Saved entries
◇ ◇ ◇ ◇ ◇
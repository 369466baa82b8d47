use std::fs;
use std::path::{Path, PathBuf};

use crate::error::{Result, SurfingError};

use super::ProductStore;

/// Product store backed by the real filesystem.
#[derive(Debug, Clone, Copy, Default)]
pub struct DiskStore;

impl DiskStore {
    pub fn new() -> Self {
        Self
    }

    fn entries(&self, dir: &Path, want_dirs: bool) -> Result<Vec<PathBuf>> {
        let read = fs::read_dir(dir).map_err(|e| SurfingError::path_io("read_dir", dir, e))?;
        let mut out = Vec::new();
        for entry in read {
            let entry = entry.map_err(|e| SurfingError::path_io("read_dir", dir, e))?;
            let file_type = entry
                .file_type()
                .map_err(|e| SurfingError::path_io("stat", entry.path(), e))?;
            // Symlinks are classified by their target.
            let is_dir = if file_type.is_symlink() {
                entry.path().is_dir()
            } else {
                file_type.is_dir()
            };
            if is_dir == want_dirs {
                out.push(entry.path());
            }
        }
        out.sort();
        Ok(out)
    }
}

impl ProductStore for DiskStore {
    fn exists(&self, path: &Path) -> bool {
        path.exists()
    }

    fn is_dir(&self, path: &Path) -> bool {
        path.is_dir()
    }

    fn ensure_dir(&self, path: &Path) -> Result<()> {
        fs::create_dir_all(path).map_err(|e| SurfingError::path_io("create_dir", path, e))
    }

    fn list_files(&self, dir: &Path) -> Result<Vec<PathBuf>> {
        self.entries(dir, false)
    }

    fn list_dirs(&self, dir: &Path) -> Result<Vec<PathBuf>> {
        self.entries(dir, true)
    }

    fn read(&self, path: &Path) -> Result<Vec<u8>> {
        fs::read(path).map_err(|e| SurfingError::path_io("read", path, e))
    }

    fn write(&self, path: &Path, contents: &[u8]) -> Result<()> {
        fs::write(path, contents).map_err(|e| SurfingError::path_io("write", path, e))
    }

    fn copy(&self, from: &Path, to: &Path) -> Result<()> {
        fs::copy(from, to)
            .map(|_| ())
            .map_err(|e| SurfingError::path_io("copy", from, e))
    }

    fn rename(&self, from: &Path, to: &Path) -> Result<()> {
        fs::rename(from, to).map_err(|e| SurfingError::path_io("rename", from, e))
    }

    fn remove_file(&self, path: &Path) -> Result<()> {
        fs::remove_file(path).map_err(|e| SurfingError::path_io("remove_file", path, e))
    }

    fn remove_dir_all(&self, path: &Path) -> Result<()> {
        fs::remove_dir_all(path).map_err(|e| SurfingError::path_io("remove_dir", path, e))
    }
}
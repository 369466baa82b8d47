use std::path::{Path, PathBuf};

use serde::{Deserialize, Serialize};

use crate::consts::DEFAULT_RECIPE;
use crate::datescan::Datescan;
use crate::error::{Result, SurfingError};
use crate::layout::ProductLayout;
use crate::molecule::MoleculeTable;
use crate::reduce::RecipeSpec;
use crate::services::StarlinkConfig;

#[derive(Clone, Debug, PartialEq, Serialize, Deserialize)]
pub struct PipelineConfig {
    /// Region the datescans belong to. Must match the name of existing
    /// co-adds for them to be merged into.
    pub region: String,
    /// Datescans reduced in this batch, individually, then co-added.
    pub datescans: Vec<Datescan>,
    /// ORAC-DR recipe parameter file. Empty or absent means recipe defaults.
    #[serde(default)]
    pub parfile: Option<PathBuf>,
    #[serde(default = "default_recipe")]
    pub recipe: String,
    /// Directory holding `raw/`, `reduced/`, `coadds/` and `Summary.txt`.
    #[serde(default = "default_root")]
    pub root: PathBuf,
    /// Molecule to subband table, confirmed against the heterodyne setup.
    #[serde(default)]
    pub molecules: MoleculeTable,
    #[serde(default)]
    pub starlink: StarlinkConfig,
}

fn default_recipe() -> String {
    DEFAULT_RECIPE.to_string()
}

fn default_root() -> PathBuf {
    PathBuf::from(".")
}

impl Default for PipelineConfig {
    fn default() -> Self {
        Self {
            region: "SERPENS_SOUTH".to_string(),
            datescans: vec![Datescan::new("20220307", 73).expect("valid datescan")],
            parfile: Some(PathBuf::from("config/SURFING.ini")),
            recipe: default_recipe(),
            root: default_root(),
            molecules: MoleculeTable::default(),
            starlink: StarlinkConfig::default(),
        }
    }
}

impl PipelineConfig {
    /// Parse and validate a TOML config.
    pub fn from_toml(contents: &str) -> Result<Self> {
        let config: Self = toml::from_str(contents)?;
        config.validate()?;
        Ok(config)
    }

    pub fn validate(&self) -> Result<()> {
        if self.region.is_empty()
            || self.region.contains('/')
            || self.region.chars().any(char::is_whitespace)
        {
            return Err(SurfingError::InvalidConfig(format!(
                "region '{}' cannot be used in file names",
                self.region
            )));
        }
        if self.datescans.is_empty() {
            return Err(SurfingError::InvalidConfig("no datescans listed".into()));
        }
        if self.recipe.trim().is_empty() {
            return Err(SurfingError::InvalidConfig("recipe is empty".into()));
        }
        Ok(())
    }

    /// Parameter file to hand to ORAC-DR, if one is configured.
    pub fn recpars(&self) -> Option<&Path> {
        self.parfile
            .as_deref()
            .filter(|p| !p.as_os_str().is_empty())
    }

    pub fn recipe_spec(&self) -> RecipeSpec<'_> {
        RecipeSpec {
            recipe: &self.recipe,
            parfile: self.recpars(),
        }
    }

    pub fn layout(&self) -> ProductLayout {
        ProductLayout::new(&self.root)
    }
}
◇ ◇ ◇ ◇ ◇
Note every line above where the string "crate" shows up, and copy those lines.

use crate::error::{Result, SurfingError};
use crate::consts::DEFAULT_RECIPE;
use crate::datescan::Datescan;
use crate::error::{Result, SurfingError};
use crate::layout::ProductLayout;
use crate::molecule::MoleculeTable;
use crate::reduce::RecipeSpec;
use crate::services::StarlinkConfig;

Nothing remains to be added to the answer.